The self-proclaimed champion of the Irish cause in the Canadas was Thomas D'Arcy McGee, a firebrand newspaperman who had come to Canada and was poised by 1867 to become one of the fathers of Confederation. When the Fenian threat reared its unprepossessing head in 1866, McGee was quick to urge all Irish-Canadians to leave the struggles of the old country behind them and condemned the Fenian movement as un-Canadian and a threat to the nascent country. Griffintown was split on the issue, and fearing that the Fenians might receive help from sympathetic Griffintowners, McGee took action that would ultimately cost him his life. In an effort to show loyalty to the Canadas, McGee placed an ad in the Montreal Gazette listing the names of all suspected Fenian sympathizers in Griffintown in an effort to expose them as traitors.

In Griffintown, the move was harshly criticized and many a plot was hatched to settle the score with McGee. After many aborted attempts, McGee was shot dead outside his Ottawa home on April 7, 1868, only 10 months after Confederation. The man who pulled the trigger was never found, but the getaway driver Thomas Whelan from Griffintown was tried, found guilty and executed for the murder of D'Arcy McGee. Despite many attempts, Whelan went to his death without revealing the killer or killers of McGee.

Despite the impact the Irish of Montreal were having, life in Griffintown had improved only slightly. Overcrowding was rampant, as nearly half of the residents of the Griff were forced to pack a family of five into accommodations of three rooms or less. Poverty and unsanitary conditions continued to prevail. It was estimated that only one quarter of Griffintown houses had indoor plumbing by the late 1890s, and that in some parts of Griffintown, raw sewage still ran through the streets. In fact, even as the dawn of the 20th century approached, the infant mortality rate was the worst in the civilized world ahead of New York City and even Calcutta, India. Over a quarter of all newborns in Montreal died before they were a year old from various causes that included unsafe water, impure milk and the limited use of vaccination against smallpox and diphtheria. Although there are no specific figures for Griffintown, one can safely assume that as this was arguably the harshest existence in the industrial Canadas, that the rate would have been higher. The French Canadian Newspaper L'Opinion reported that Griffintown resembled the worst of slums in Boston or New York. According to John Francis Maguire, author of The Irish in America, "in Griffintown, poverty and wretchedness, miserably clad children and slatternly women are occasionally to be seen but they are comparatively rare". It was obvious to most onlookers that the Griff was a victim of neglect and greed, but there was no help forthcoming from federal or provincial governments nor from the private sector – to improve conditions in the Griff, the citizens would have to do it themselves. The community looked to the Church and to social organizations to help them in their plight.

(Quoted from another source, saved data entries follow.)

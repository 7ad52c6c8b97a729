//! End-to-end tests driving the compiled `spend` binary
//!
//! Each test points SPEND_CLI_DATA_DIR at its own temp directory so sessions
//! never share state.

use assert_cmd::Command;
use predicates::prelude::*;
use tempfile::TempDir;

fn spend(data_dir: &TempDir) -> Command {
    let mut cmd = Command::cargo_bin("spend").unwrap();
    cmd.env("SPEND_CLI_DATA_DIR", data_dir.path());
    cmd
}

fn ledger_path(data_dir: &TempDir) -> std::path::PathBuf {
    data_dir.path().join("data").join("expenses.csv")
}

#[test]
fn add_then_list() {
    let data_dir = TempDir::new().unwrap();

    spend(&data_dir)
        .args(["add", "Lunch", "12.50", "--date", "2024-01-10 12:00:00"])
        .assert()
        .success()
        .stdout(predicate::str::contains("Saved Lunch for RM12.50"));

    spend(&data_dir)
        .arg("list")
        .assert()
        .success()
        .stdout(predicate::str::contains(
            "1. 2024-01-10 12:00:00 - Lunch: RM12.50, Category: Food",
        ));

    let content = std::fs::read_to_string(ledger_path(&data_dir)).unwrap();
    assert_eq!(content, "Lunch,12.50,Food,2024-01-10 12:00:00\n");
}

#[test]
fn list_empty_ledger() {
    let data_dir = TempDir::new().unwrap();

    spend(&data_dir)
        .arg("list")
        .assert()
        .success()
        .stdout(predicate::str::contains("No expenses recorded."));
}

#[test]
fn summary_reports_totals_and_daily_budget() {
    let data_dir = TempDir::new().unwrap();

    spend(&data_dir)
        .args(["add", "Lunch", "50", "--date", "2024-01-10 12:00:00"])
        .assert()
        .success();
    spend(&data_dir)
        .args([
            "add", "Bulbs", "30", "--category", "Home", "--date", "2024-01-11 09:30:00",
        ])
        .assert()
        .success();

    spend(&data_dir)
        .args(["summary", "--budget", "200", "--as-of", "2024-01-15"])
        .assert()
        .success()
        .stdout(
            predicate::str::contains("Food: RM50.00")
                .and(predicate::str::contains("Home: RM30.00"))
                .and(predicate::str::contains("Total Spent: RM80.00"))
                .and(predicate::str::contains("Budget Remaining: RM120.00"))
                .and(predicate::str::contains(
                    "Remaining days in the current month: 16",
                ))
                .and(predicate::str::contains("Budget Per Day: RM7.50"))
                .and(predicate::str::contains(
                    "Budget left after this expense: RM150.00",
                )),
        );
}

#[test]
fn summary_on_last_day_of_month_fails() {
    let data_dir = TempDir::new().unwrap();

    spend(&data_dir)
        .args(["add", "Lunch", "50", "--date", "2024-01-10 12:00:00"])
        .assert()
        .success();

    spend(&data_dir)
        .args(["summary", "--budget", "200", "--as-of", "2024-01-31"])
        .assert()
        .failure()
        .stderr(predicate::str::contains("No days remaining"));
}

#[test]
fn summary_without_budget_fails() {
    let data_dir = TempDir::new().unwrap();

    spend(&data_dir)
        .args(["add", "Lunch", "50"])
        .assert()
        .success();

    spend(&data_dir)
        .arg("summary")
        .assert()
        .failure()
        .stderr(predicate::str::contains("No monthly budget configured"));
}

#[test]
fn delete_first_of_two() {
    let data_dir = TempDir::new().unwrap();

    spend(&data_dir)
        .args(["add", "Lunch", "12.50", "--date", "2024-01-10 12:00:00"])
        .assert()
        .success();
    spend(&data_dir)
        .args([
            "add", "Rent", "900", "--category", "Home", "--date", "2024-01-01 08:00:00",
        ])
        .assert()
        .success();

    spend(&data_dir).args(["delete", "1"]).assert().success();

    let content = std::fs::read_to_string(ledger_path(&data_dir)).unwrap();
    assert_eq!(content, "Rent,900.00,Home,2024-01-01 08:00:00\n");
}

#[test]
fn delete_out_of_range_position_fails() {
    let data_dir = TempDir::new().unwrap();

    spend(&data_dir)
        .args(["add", "Lunch", "12.50"])
        .assert()
        .success();

    spend(&data_dir)
        .args(["delete", "5"])
        .assert()
        .failure()
        .stderr(predicate::str::contains("Expense not found"));
}

#[test]
fn edit_rewrites_record_in_place() {
    let data_dir = TempDir::new().unwrap();

    spend(&data_dir)
        .args(["add", "Lunch", "12.50", "--date", "2024-01-10 12:00:00"])
        .assert()
        .success();

    spend(&data_dir)
        .args(["edit", "1", "Dinner", "20", "--category", "Study"])
        .assert()
        .success()
        .stdout(predicate::str::contains("Expense 1 updated."));

    let content = std::fs::read_to_string(ledger_path(&data_dir)).unwrap();
    assert_eq!(content, "Dinner,20.00,Study,2024-01-10 12:00:00\n");
}

#[test]
fn malformed_ledger_line_fails_load_with_line_number() {
    let data_dir = TempDir::new().unwrap();

    spend(&data_dir)
        .args(["add", "Lunch", "12.50", "--date", "2024-01-10 12:00:00"])
        .assert()
        .success();

    // Corrupt the second line by hand
    let path = ledger_path(&data_dir);
    let mut content = std::fs::read_to_string(&path).unwrap();
    content.push_str("Lunch,abc,Food,2024-01-01 12:00:00\n");
    std::fs::write(&path, content).unwrap();

    spend(&data_dir)
        .arg("list")
        .assert()
        .failure()
        .stderr(
            predicate::str::contains("Malformed record on line 2")
                .and(predicate::str::contains("invalid amount")),
        );
}

#[test]
fn startup_snapshot_creates_backup() {
    let data_dir = TempDir::new().unwrap();

    spend(&data_dir)
        .args(["add", "Lunch", "12.50", "--date", "2024-01-10 12:00:00"])
        .assert()
        .success();

    // The next session backs up the file before mutating it
    spend(&data_dir)
        .args(["add", "Rent", "900", "--date", "2024-01-11 08:00:00"])
        .assert()
        .success();

    let backup = data_dir
        .path()
        .join("data")
        .join("expenses.csv.backup");
    let backup_content = std::fs::read_to_string(backup).unwrap();
    assert_eq!(backup_content, "Lunch,12.50,Food,2024-01-10 12:00:00\n");
}

#[test]
fn comma_in_name_is_rejected() {
    let data_dir = TempDir::new().unwrap();

    spend(&data_dir)
        .args(["add", "Fish, chips", "9.90"])
        .assert()
        .failure()
        .stderr(predicate::str::contains("must not contain a comma"));

    assert!(!ledger_path(&data_dir).exists());
}

#[test]
fn config_shows_paths() {
    let data_dir = TempDir::new().unwrap();

    spend(&data_dir)
        .arg("config")
        .assert()
        .success()
        .stdout(
            predicate::str::contains("expenses.csv")
                .and(predicate::str::contains("Monthly budget: (not set)")),
        );
}
//! User settings for spend-cli
//!
//! Manages user preferences: the default monthly budget used by
//! non-interactive summaries and the currency symbol.

use serde::{Deserialize, Serialize};

use crate::error::SpendError;
use crate::models::Money;

use super::paths::SpendPaths;

/// User settings for spend-cli
#[derive(Debug, Clone, Serialize, Deserialize)]
pub struct Settings {
    /// Schema version for migration support
    #[serde(default = "default_schema_version")]
    pub schema_version: u32,

    /// Default monthly budget, in sen; `None` until the user sets one
    #[serde(default, skip_serializing_if = "Option::is_none")]
    pub monthly_budget: Option<Money>,

    /// Currency symbol used in printed output
    #[serde(default = "default_currency")]
    pub currency_symbol: String,
}

fn default_schema_version() -> u32 {
    1
}

fn default_currency() -> String {
    "RM".to_string()
}

impl Default for Settings {
    fn default() -> Self {
        Self {
            schema_version: default_schema_version(),
            monthly_budget: None,
            currency_symbol: default_currency(),
        }
    }
}

impl Settings {
    /// Load settings from disk, creating defaults if the file doesn't exist
    pub fn load_or_create(paths: &SpendPaths) -> Result<Self, SpendError> {
        let settings_path = paths.settings_file();

        if settings_path.exists() {
            let content = std::fs::read_to_string(&settings_path)
                .map_err(|e| SpendError::Io(format!("Failed to read settings: {}", e)))?;
            let settings: Settings = serde_json::from_str(&content)
                .map_err(|e| SpendError::Json(format!("Failed to parse settings: {}", e)))?;
            Ok(settings)
        } else {
            Ok(Self::default())
        }
    }

    /// Save settings to disk
    pub fn save(&self, paths: &SpendPaths) -> Result<(), SpendError> {
        paths.ensure_directories()?;

        let content = serde_json::to_string_pretty(self)
            .map_err(|e| SpendError::Json(format!("Failed to serialize settings: {}", e)))?;

        std::fs::write(paths.settings_file(), content)
            .map_err(|e| SpendError::Io(format!("Failed to write settings: {}", e)))?;

        Ok(())
    }
}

As the 20th century wore on and their fortunes improved, the Irish began to move away from Griffintown, and the migration has never stopped. The population of the area by the late 1960s was only ¼ Irish with Italians and Ukranians making up much of the rest – settling in Griffintown for the same reason that the Irish settled there first. ("Old St. Ann's The Gazette editorial Montreal Thursday Sept. 25, 1969).